Ребенок рос и улыбался всем подряд. Ему нравилось на этом свете. Что бывает лучше, он не знал и вполне довольствовался тем, что имел.

Через несколько годков его младенческого существования задул над страной западный ветер. Все как проснулись от долгого сна: стали со страшной силой стыдиться своей жизни, своего прошлого и настоящего. Признали себя банкротами. С жадностью слушали рассказы тех, кто побывал там, откуда ветер дует. Проклинали все вокруг, включая самих себя. Образно выражаясь, вовсю раскачивали корабль, на котором плыли, вместо того чтоб без истерик выгребать на глубокую воду и плыть себе дальше по воле волн. Радовались кораблекрушению. Принялись растаскивать обломки и обустраиваться на них. Романтические настроения смыло набежавшей волной. Каждый стал сам за себя. Правду сказать, оно и раньше так было, только тогда люди отчего-то стеснялись так конкретно формулировать и выражались на эту же самую тему более расплывчато: «Один за всех, а все за одного».

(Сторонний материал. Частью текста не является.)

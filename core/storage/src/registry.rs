//! Driver registry for configuration-selected driver construction.

use serde_json::Value;
use std::collections::BTreeMap;
use std::fmt;
use std::str::FromStr;
use std::sync::Arc;

use driveshare_common::{Error, Result};

use crate::driver::Driver;
use crate::schema::DriverSchema;

/// Factory function type for creating drivers.
pub type DriverFactory = Box<dyn Fn(Value) -> Result<Arc<dyn Driver>> + Send + Sync>;

/// The closed set of built-in backends.
#[derive(Debug, Clone, Copy, PartialEq, Eq, Hash)]
pub enum DriverKind {
    Local,
    ObjectStore,
    CloudDrive,
    GraphDrive,
}

impl DriverKind {
    pub const ALL: [DriverKind; 4] = [
        DriverKind::Local,
        DriverKind::ObjectStore,
        DriverKind::CloudDrive,
        DriverKind::GraphDrive,
    ];

    /// Configuration name, also the gate route name.
    pub fn as_str(&self) -> &'static str {
        match self {
            DriverKind::Local => "local",
            DriverKind::ObjectStore => "s3",
            DriverKind::CloudDrive => "clouddrive",
            DriverKind::GraphDrive => "graphdrive",
        }
    }

    /// Hand-written configuration schema.
    pub fn schema(&self) -> DriverSchema {
        match self {
            DriverKind::Local => crate::local::schema(),
            DriverKind::ObjectStore => crate::object::schema(),
            DriverKind::CloudDrive => crate::cloud::schema(),
            DriverKind::GraphDrive => crate::graph::schema(),
        }
    }

    /// Construct a driver of this kind from its configuration map.
    pub fn create(&self, config: Value) -> Result<Arc<dyn Driver>> {
        Ok(match self {
            DriverKind::Local => Arc::new(crate::local::LocalFs::from_value(config)?),
            DriverKind::ObjectStore => {
                Arc::new(crate::object::ObjectStoreDriver::from_value(config)?)
            }
            DriverKind::CloudDrive => Arc::new(crate::cloud::CloudDrive::from_value(config)?),
            DriverKind::GraphDrive => Arc::new(crate::graph::GraphDrive::from_value(config)?),
        })
    }
}

impl fmt::Display for DriverKind {
    fn fmt(&self, f: &mut fmt::Formatter<'_>) -> fmt::Result {
        f.write_str(self.as_str())
    }
}

impl FromStr for DriverKind {
    type Err = Error;

    fn from_str(s: &str) -> Result<Self> {
        DriverKind::ALL
            .into_iter()
            .find(|k| k.as_str() == s)
            .ok_or_else(|| Error::NotFound(format!("Unknown driver kind '{}'", s)))
    }
}

struct Entry {
    schema: DriverSchema,
    factory: DriverFactory,
}

/// Registry of driver factories.
///
/// Maps a configuration-selected name to a constructor and the schema of
/// the configuration that constructor accepts.
pub struct DriverRegistry {
    entries: BTreeMap<String, Entry>,
}

impl DriverRegistry {
    /// Create a new empty registry.
    pub fn new() -> Self {
        Self {
            entries: BTreeMap::new(),
        }
    }

    /// Register a driver factory.
    ///
    /// # Preconditions
    /// - `name` must be unique within the registry
    ///
    /// # Postconditions
    /// - Factory is registered and can be resolved by name
    ///
    /// # Errors
    /// - Returns error if name is already registered
    pub fn register(
        &mut self,
        name: impl Into<String>,
        schema: DriverSchema,
        factory: DriverFactory,
    ) -> Result<()> {
        let name = name.into();
        if self.entries.contains_key(&name) {
            return Err(Error::AlreadyExists(format!(
                "Driver '{}' is already registered",
                name
            )));
        }
        self.entries.insert(name, Entry { schema, factory });
        Ok(())
    }

    /// Construct a driver by name from its configuration map.
    ///
    /// # Errors
    /// - Driver not registered
    /// - Configuration invalid
    pub fn resolve(&self, name: &str, config: Value) -> Result<Arc<dyn Driver>> {
        let entry = self
            .entries
            .get(name)
            .ok_or_else(|| Error::NotFound(format!("Driver '{}' is not registered", name)))?;
        (entry.factory)(config)
    }

    /// Registered driver names, sorted.
    pub fn names(&self) -> Vec<String> {
        self.entries.keys().cloned().collect()
    }

    /// Configuration schemas of every registered driver, sorted by name.
    pub fn schemas(&self) -> Vec<&DriverSchema> {
        self.entries.values().map(|e| &e.schema).collect()
    }

    /// Check if a driver is registered.
    pub fn has_driver(&self, name: &str) -> bool {
        self.entries.contains_key(name)
    }
}

impl Default for DriverRegistry {
    fn default() -> Self {
        Self::new()
    }
}

/// Create a registry with the four built-in drivers.
pub fn create_default_registry() -> DriverRegistry {
    let mut registry = DriverRegistry::new();
    for kind in DriverKind::ALL {
        registry.entries.insert(
            kind.as_str().to_string(),
            Entry {
                schema: kind.schema(),
                factory: Box::new(move |config| kind.create(config)),
            },
        );
    }
    registry
}
//! Signed PUT / GET / DELETE handlers.

use axum::body::Body;
use axum::extract::{Query, State};
use axum::response::{IntoResponse, Response};
use futures::TryStreamExt;
use http::{header, HeaderMap, HeaderValue, StatusCode};
use percent_encoding::{utf8_percent_encode, NON_ALPHANUMERIC};
use std::collections::HashMap;
use std::sync::Arc;
use std::time::Duration;
use tokio_util::io::StreamReader;
use tokio_util::sync::CancellationToken;
use tracing::{debug, info, warn};

use driveshare_common::{DrivePath, Error, Result, SignedUrl};
use driveshare_storage::{Driver, ObjectBody, ObjectRead};

use crate::error::GateError;

/// Per-driver handler state.
pub(crate) struct RouteContext {
    pub driver: Arc<dyn Driver>,
    pub transfer_timeout: Option<Duration>,
}

impl RouteContext {
    /// Check the signed parameters and return the authorized path.
    fn authorize(&self, query: &HashMap<String, String>) -> Result<DrivePath> {
        let signed = SignedUrl::from_query(query)?;
        signed.verify(self.driver.signing_key()).inspect_err(|e| {
            warn!(
                "Rejected signed URL for {} on {}: {}",
                signed.path,
                self.driver.name(),
                e
            );
        })
    }

    /// Cancellation token of one transfer.
    ///
    /// The returned guard cancels the token when the handler finishes or is
    /// dropped because the client went away. With a transfer timeout the
    /// token is also cancelled once it elapses.
    fn transfer_token(&self) -> (CancellationToken, tokio_util::sync::DropGuard) {
        let cancel = CancellationToken::new();
        if let Some(limit) = self.transfer_timeout {
            let timer = cancel.clone();
            tokio::spawn(async move {
                tokio::select! {
                    _ = timer.cancelled() => {}
                    _ = tokio::time::sleep(limit) => {
                        warn!("Transfer exceeded {:?}, cancelling", limit);
                        timer.cancel();
                    }
                }
            });
        }
        (cancel.clone(), cancel.drop_guard())
    }
}

fn content_length(headers: &HeaderMap) -> Option<u64> {
    headers
        .get(header::CONTENT_LENGTH)?
        .to_str()
        .ok()?
        .parse()
        .ok()
}

/// `PUT /driver/{name}`: store the request body at the signed path.
pub(crate) async fn upload(
    State(ctx): State<Arc<RouteContext>>,
    Query(query): Query<HashMap<String, String>>,
    headers: HeaderMap,
    body: Body,
) -> std::result::Result<StatusCode, GateError> {
    let path = ctx.authorize(&query)?;
    let length = content_length(&headers);
    debug!("Upload of {} ({:?} bytes) via {}", path, length, ctx.driver.name());

    let stream = body.into_data_stream().map_err(std::io::Error::other);
    let body = ObjectBody::new(Box::pin(StreamReader::new(stream)), length);

    let (cancel, _guard) = ctx.transfer_token();
    ctx.driver.put_object(&path, body, &cancel).await?;
    info!("Upload of {} via {} complete", path, ctx.driver.name());
    Ok(StatusCode::CREATED)
}

/// `DELETE /driver/{name}`: remove the signed path.
pub(crate) async fn remove(
    State(ctx): State<Arc<RouteContext>>,
    Query(query): Query<HashMap<String, String>>,
) -> std::result::Result<StatusCode, GateError> {
    let path = ctx.authorize(&query)?;
    ctx.driver.delete_object(&path).await?;
    Ok(StatusCode::OK)
}

/// `GET /driver/{name}`: redirect to, or stream, the signed path.
pub(crate) async fn download(
    State(ctx): State<Arc<RouteContext>>,
    Query(query): Query<HashMap<String, String>>,
) -> std::result::Result<Response, GateError> {
    let path = ctx.authorize(&query)?;

    match ctx.driver.read_object(&path).await? {
        ObjectRead::Redirect(url) => {
            debug!("Redirecting download of {}", path);
            let location = HeaderValue::from_str(&url)
                .map_err(|e| Error::RemoteUnavailable(format!("Unusable download URL: {}", e)))?;
            Ok((StatusCode::FOUND, [(header::LOCATION, location)]).into_response())
        }
        ObjectRead::Stream {
            body,
            length,
            content_type,
            file_name,
        } => {
            let name = utf8_percent_encode(&file_name, NON_ALPHANUMERIC).to_string();
            let disposition = format!("attachment; filename=\"{}\"; filename*=UTF-8''{}", name, name);
            let headers = [
                (header::CONTENT_TYPE, content_type),
                (header::CONTENT_LENGTH, length.to_string()),
                (header::CONTENT_DISPOSITION, disposition),
            ];
            Ok((headers, Body::from_stream(body)).into_response())
        }
    }
}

Именно в этот интересный во всех отношениях период что-то стало твориться неладное с отцом ребенка. То он куда-то ночами пропадал. То, напротив, был на виду: в предельно загаженной комнате на диво живучего соседа-алкаша, с которым почему-то у него возникли и развились общие интересы. Маме мальчика сделалось очень страшно жить в связи с изменениями, произошедшими с некогда надежным спутником жизни. Когда он пропадал, ей виделись всякие страсти-мордасти: несчастные случаи, грабежи, избиения, сердечные припадки, внезапная потеря памяти, похищения, наконец. Она ночами мечтала и молилась, не зная кому, ибо была образованным и неверующим человеком, о том, чтобы с мужем ничего не случилось, чтоб он возвратился домой целым и невредимым. И молитвы доходили (неизвестно до кого): он всегда возвращался, бывало, без денег, без документов, даже, бывало, совсем раздетый, в одних носках, подумать только! Но возвращался к родному очагу. К самым, по его же словам, дорогим для него людям.

Когда же он заседал у соседа, страхи почему-то тоже не отступали: уж очень они – сосед с мужем – зверели. Грозились раздолбать всех и вся, расхерачить все сверху донизу, крест-накрест, по периметру, по окружности и в равных долях. Особенно доставалось правительству страны, депутатам, делегатам, членским билетам и мандатам. Но все вышеперечисленные, хоть и обложенные с ног до головы толстыми слоями народного признания и любви, пребывали в спасительном далеке. Поблизости же кочевряжились три старухи-скелетухи и никчемная баба с никчемным мальцом, которым, за неимением доступа к верхам, и доставалось в первую очередь по первое число от униженных и оскорбленных свинцовыми мерзостями жизни мужчин.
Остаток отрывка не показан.